Six Weeks of Palestinian Anniversaries (Day of Solidarity, Partition of Palestine, Human Rights Day, Palestinian Right of Return, establishment of the UNCCP)

For Immediate Release

No. (E/38/04)

2 November 2004


 

On 2 November, Palestine began a series of anniversaries: the event that brought the Palestine issue to the forefront of world concern/disruption, the Balfour Declaration, 2 November 1917; the UN Partition resolution; the Universal Declaration of Human Rights (UDHR); and, the UN resolution establishing the UN Conciliation Commission for Palestine and calling for the return of Palestinian refugees.

 

The period ends 11 December with demonstrations and calls for boycott, divestment, and sanctions against Israel resulting from the recent meeting of the European Coordinating Committee of NGO’s Working on Palestine (ECCP) and the European Social Forum. A main element of the campaign will be to demand the suspension of the European Association Agreement with Israel. The date was chosen to mark the signing of the UDHR and also put Palestine on the international agenda.

 

Day of Solidarity, Partition of Palestine

 

The Day of Solidarity with the Palestinian People is 29 November, the day Resolution 181 was adopted by the United Nations.
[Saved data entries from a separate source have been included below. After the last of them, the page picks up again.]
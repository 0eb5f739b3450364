//! The interactive session.
//!
//! [`Session`] owns everything that lives across prompts: configuration, the
//! transport, loaded codebases, the conversation history and token totals.
//! Each line the user enters is dispatched by [`Session::handle_line`].

use anyhow::{bail, Result};
use std::io::{self, BufRead, Write};
use std::path::{Path, PathBuf};
use tracing::{debug, error, info, warn};

use crate::api::{MessagesRequest, ModelTransport, Usage};
use crate::cli::{default_prompt_path, read_prompt_file, CODER_PROMPT_FILE, GENERAL_PROMPT_FILE};
use crate::codebase::{
    apply, build, diff_many, format_size, merge, serialize, Codebase, ScanOptions,
};
use crate::config::Config;
use crate::conversation::{ContinuationRequest, ConversationHistory};
use crate::output::{
    write_concatenated_output, write_fallback_output, write_files, WriteOutcome,
};
use crate::transcript::TranscriptStore;
use crate::turn::{TurnController, XML_DECLARATION, XML_ESCAPE_INSTRUCTION};

pub const DEFAULT_GENERAL_PROMPT: &str = "You are a helpful AI assistant which answers questions \
about programming. Always use code blocks with the appropriate language tags. If asked for a \
table, always format it using Markdown syntax.";

/// System prompts for the two kinds of turn
#[derive(Debug, Clone, Default)]
pub struct SystemPrompts {
    /// Used for `/o` code generation
    pub coder: String,
    /// Used for conversational turns
    pub general: String,
}

impl SystemPrompts {
    /// Load both prompts.
    ///
    /// A path given explicitly must exist. When a default file is absent the
    /// coder prompt is empty and the general prompt is [`DEFAULT_GENERAL_PROMPT`].
    pub fn load(coder: Option<PathBuf>, general: Option<PathBuf>) -> Result<Self> {
        let coder = match load_prompt(coder, CODER_PROMPT_FILE)? {
            Some(prompt) => prompt,
            None => {
                println!("Coder system prompt file not found. Using empty prompt.");
                String::new()
            }
        };

        let general = match load_prompt(general, GENERAL_PROMPT_FILE)? {
            Some(prompt) => prompt,
            None => {
                println!("General system prompt file not found. Using default prompt:");
                println!("{}", DEFAULT_GENERAL_PROMPT);
                DEFAULT_GENERAL_PROMPT.to_string()
            }
        };

        Ok(Self { coder, general })
    }
}

fn load_prompt(explicit: Option<PathBuf>, default_file: &str) -> Result<Option<String>> {
    match explicit {
        Some(path) => match read_prompt_file(&path)? {
            Some(prompt) => Ok(Some(prompt)),
            None => bail!("System prompt file not found: {}", path.display()),
        },
        None => read_prompt_file(&default_prompt_path(default_file)?),
    }
}

/// A line of user input, classified
#[derive(Debug, PartialEq, Eq)]
pub enum Command<'a> {
    Quit,
    /// Blank line: nothing is sent
    Empty,
    /// `/p`: reprint the last reply
    Print,
    /// `/u`: check the codebases for changes
    Update,
    /// `/o <instructions>`: generate files
    Output(&'a str),
    Chat(&'a str),
}

/// Instructions of a `/o` line; `/open ...` and the like are chat.
fn output_instructions(line: &str) -> Option<&str> {
    let rest = line.strip_prefix("/o").or_else(|| line.strip_prefix("/O"))?;
    match rest.chars().next() {
        None => Some(""),
        Some(c) if c.is_whitespace() => Some(rest.trim()),
        Some(_) => None,
    }
}

pub fn parse_command(line: &str) -> Command<'_> {
    let trimmed = line.trim();
    let lower = trimmed.to_lowercase();

    if trimmed.is_empty() {
        Command::Empty
    } else if lower == "/q" {
        Command::Quit
    } else if lower == "/p" {
        Command::Print
    } else if lower == "/u" {
        Command::Update
    } else if let Some(instructions) = output_instructions(trimmed) {
        Command::Output(instructions)
    } else {
        Command::Chat(line.trim_end_matches(['\r', '\n']))
    }
}

/// What the prompt loop does after a line has been handled
#[derive(Debug, Clone, Copy, PartialEq, Eq)]
pub enum PromptOutcome {
    Continue,
    Quit,
}

/// Fixed per-run settings of a [`Session`]
#[derive(Debug, Clone)]
pub struct SessionSettings {
    pub model: String,
    pub output_dir: PathBuf,
    pub force: bool,
    pub prompts: SystemPrompts,
}
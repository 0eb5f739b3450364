//! In-memory transport for tests.

use std::cell::RefCell;
use std::collections::VecDeque;

use super::types::ContentBlock;
use super::{MessagesRequest, MessagesResponse, ModelTransport, TransportError, Usage};

/// Replays canned replies and records every request it receives.
pub(crate) struct ScriptedTransport {
    replies: RefCell<VecDeque<Result<MessagesResponse, TransportError>>>,
    pub(crate) requests: RefCell<Vec<MessagesRequest>>,
}

impl ScriptedTransport {
    pub(crate) fn new(replies: Vec<Result<MessagesResponse, TransportError>>) -> Self {
        Self {
            replies: RefCell::new(replies.into()),
            requests: RefCell::new(Vec::new()),
        }
    }

    pub(crate) fn calls(&self) -> usize {
        self.requests.borrow().len()
    }
}

impl ModelTransport for ScriptedTransport {
    async fn send(&self, request: &MessagesRequest) -> Result<MessagesResponse, TransportError> {
        self.requests.borrow_mut().push(request.clone());
        self.replies
            .borrow_mut()
            .pop_front()
            .unwrap_or_else(|| Err(TransportError::Connection("script exhausted".into())))
    }
}

pub(crate) fn text_reply(text: &str) -> Result<MessagesResponse, TransportError> {
    Ok(MessagesResponse {
        content: vec![ContentBlock {
            kind: "text".to_string(),
            text: Some(text.to_string()),
        }],
        usage: Usage {
            input_tokens: 100,
            output_tokens: 10,
            ..Usage::default()
        },
        stop_reason: None,
    })
}

pub(crate) fn empty_reply() -> Result<MessagesResponse, TransportError> {
    Ok(MessagesResponse::default())
}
The Resolution, 57 years ago, called for the partition of Palestine into a Jewish and an Arab state in opposition to the desires of its majority, the Palestinian-Arab residents.  In 1977, the UN declared 29 November the UN Day of Solidarity with the Palestinian people and their right to self-determination.

 

Human Rights Day

 

December 10 is the annual commemoration of International Human Rights Day and the 56th anniversary of the signing of the Universal Declaration of Human Rights. Among the basic rights in the declaration is the right “to leave any country, including his own, and to return to his country” and the “right to own property” and not be “arbitrarily deprived of his property”.

 

Palestinian Right of Return, establishment of the UNCCP

 

Eleven December is the 56th anniversary of Resolution 194 (III) affirming the right of Palestinian refugees and displaced persons to return and repossess their homes and property and receive compensation for damages and losses.  The Resolution created no new rights or laws, it simply reflected existing international law and practice.

 

Resolution 194 also established the Conciliation Commission for Palestine (UNCCP), the primary international body mandated to provide protection to Palestinian refugees and search for lasting solutions to the Arab-Israeli conflict.  It identified the private property owned by Palestinian Arabs in Palestine before the establishment of Israel in 1948 resulting in 453,000 records totaling 1.5 million individual holdings. 

 

But the UNCCP has not been provided with the machinery or resources to carry out its mandate since 1952. Since then, there has been no international body providing protection for Palestinian refugees or searching for durable solutions to their plight and an end to the conflict.

 

Palestinian refugees still left out

 

Efforts by the international community to include the Palestinian people in the community of nations continue to exclude the Palestinian refugees, a majority of Palestinians, from the universal rights accorded to persons around the world.

 

For more than 55 years, the international community has supported refugees around the world who simply want to go home, recognizing that a durable peace is not possible against the unfulfilled desire and right of refugees to return home. Palestinian refugees deserve the same.